Make files available in your tool's working directory

This page will introduce a situation in which you may want to configure the standard procedure on the CGC for storing files.

Default handling of input and output files

Each tool in a workflow can only write its output files to its own working directory. The tool has write access to further directories, but no file written to any other directory can be reported as an output file. When the outputs of one tool are used as inputs for a second 'downstream' tool, the downstream tool has read only access to the first tool's working directory.

This default handling of files has several implications, which it is often convenient to override:

  1. A tool cannot, in general, write to its input files since they are not in the tool's working directory. If you need your tool to write to its input files, you can copy them to the tool's working directory.
  2. A tool cannot in general report one of its input files as an output file. If you need your tool to pass through an input file as an output (without modifying the file), you can create a symbolic link from the input file to the tool's working directory.
  3. The file paths of a tool's input files must be given relative to the tool's working directory. If you need to include the file paths of a tool's input files as arguments, it is often easier to use a symbolic link from the input files to the tool's working directory to simplify the file paths.

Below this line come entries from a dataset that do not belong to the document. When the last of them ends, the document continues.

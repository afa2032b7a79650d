//! Petits utilitaires autour de `xmltree`.

use std::io::BufReader;

use xmltree::{Element, EmitterConfig, XMLNode};

/// Sérialise un élément, avec déclaration XML et indentation
pub fn element_to_string(element: &Element) -> Result<String, xmltree::Error> {
    let mut buf = Vec::new();
    let config = EmitterConfig::new()
        .write_document_declaration(true)
        .perform_indent(true)
        .indent_string("  ");
    element.write_with_config(&mut buf, config)?;
    Ok(String::from_utf8_lossy(&buf).into_owned())
}

pub fn parse_element(xml: &[u8]) -> Result<Element, xmltree::ParseError> {
    Element::parse(BufReader::new(xml))
}

/// Élément `<name>text</name>`
pub fn text_element(name: &str, text: &str) -> Element {
    let mut elem = Element::new(name);
    elem.children.push(XMLNode::Text(text.to_string()));
    elem
}

pub fn push_text_child(parent: &mut Element, name: &str, text: &str) {
    parent
        .children
        .push(XMLNode::Element(text_element(name, text)));
}

/// Texte d'un enfant direct, sans espaces de bord
pub fn child_text(parent: &Element, name: &str) -> Option<String> {
    parent
        .get_child(name)
        .and_then(|c| c.get_text())
        .map(|t| t.trim().to_string())
}

/// Enfants directs de type élément
pub fn child_elements(parent: &Element) -> impl Iterator<Item = &Element> {
    parent.children.iter().filter_map(|n| n.as_element())
}
use thiserror::Error;

#[derive(Error, Debug)]
pub enum WorkerError {
    /// Backpressure: the job was not queued
    #[error("Worker queue is full")]
    QueueFull,

    #[error("Worker pool is shut down")]
    ShutDown,

    #[error("Cannot spawn worker thread: {0}")]
    Spawn(#[from] std::io::Error),
}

Stage Input is a setting on the Tool Editor that enables you to copy an input file to a tool's working directory, or to create a symbolic link from the file to the tool's working directory. See the documentation on stage input for more details.

This page will consider example 3. We will use Stage Input in order to avoid using the full file path to a tool's input file that is located in an upstream tool's working directory. In particular, consider an index file produced by an aligner indexer that is used as a tool's input. Aligner indexers are a set of indexing tools that index reference files and output a TAR archive containing the reference and the index file(s). To use the index files from an aligner indexer as inputs for your tool, you will first need to make the TAR archive available in your tool's current working directory, and then unpack the archive file to get the individual index files. In this case, Stage Input makes the command line significantly simpler as the archive unpack command can use the file name only, rather than the full path to the file.
The procedures below will explain how to use Stage Input to make the TAR archive containing index files available in your tool's working directory. To use index files as inputs, you need to set a single file staged input port for your tool, which would create a symbolic link from your tool's working directory to the TAR archive. This setting is made in the Tool Editor, which you can access by navigating to the Apps tab in the project that contains your tool, and then clicking the pencil icon next to the tool.

🚧

On this page

  • Default handling of input and output files
  • Make the indexing tool output available in your tool's current working directory
  • Configure the tool to unpack the TAR archive

Make the indexing tool output available in your tool's current working directory

  1. On the Inputs tab of the Tool Editor click the + button to add an input port.
  2. Set the ID of the input to e.g. reference. You can use another value as the ID (the field allows only alphanumeric characters and underscore), but note that you will need to modify the Javascript expression below to match the ID you have entered.
  3. Set the value in the Type field to File.
  4. In the Label field set the value which will be displayed in the visual interface.
  5. Set the value in the File Types field to .TAR.
  6. Under Stage Input select Link.
  7. Click Save.
    This will create a symbolic link in your tool's working directory to the archive containing the index files.

📘

The procedure above can be adapted to create a symbolic link from other input files into a tool's working directory. To adapt the procedure, make sure to replace .TAR in step 5 with the extension of the input file(s) you are using.

Once you have made the archive file available in your tool's working directory, configure your tool to unpack it.

Configure the tool to unpack the TAR archive

The following procedure explains how to configure your tool to unpack the input TAR archive.

  1. Navigate to the Apps tab in your project.
  2. Click the pencil icon next to the tool you want to configure.
  3. Navigate to the General tab in the Tool Editor.
  4. Click + in the Base Command section.
    If the field(s) in the Base Command section have already been populated, copy the content of each field to the first blank field below it, until the very first field in the section becomes blank.
  5. Click </> next to the first field.
  6. Paste the following code:
{
  var index_files_bundle = $job.inputs.reference.path.split('/').slice(-1)
  return 'tar -xf ' + index_files_bundle + ' ; '
}

The first line of the expression retrieves the name of the archive file using the $job object. The second line appends the retrieved file name to the command that will unpack the archive file.

🚧

This Javascript expression assumes that the ID of the input port that takes the TAR archive is reference. Please make sure to replace reference in the above code with the ID value of your tool's input port that takes the archive file.

  1. Click Save.
  2. Click Save in the top-right corner of the Tool Editor.
    Your tool is now configured to unpack a TAR archive it receives as its input.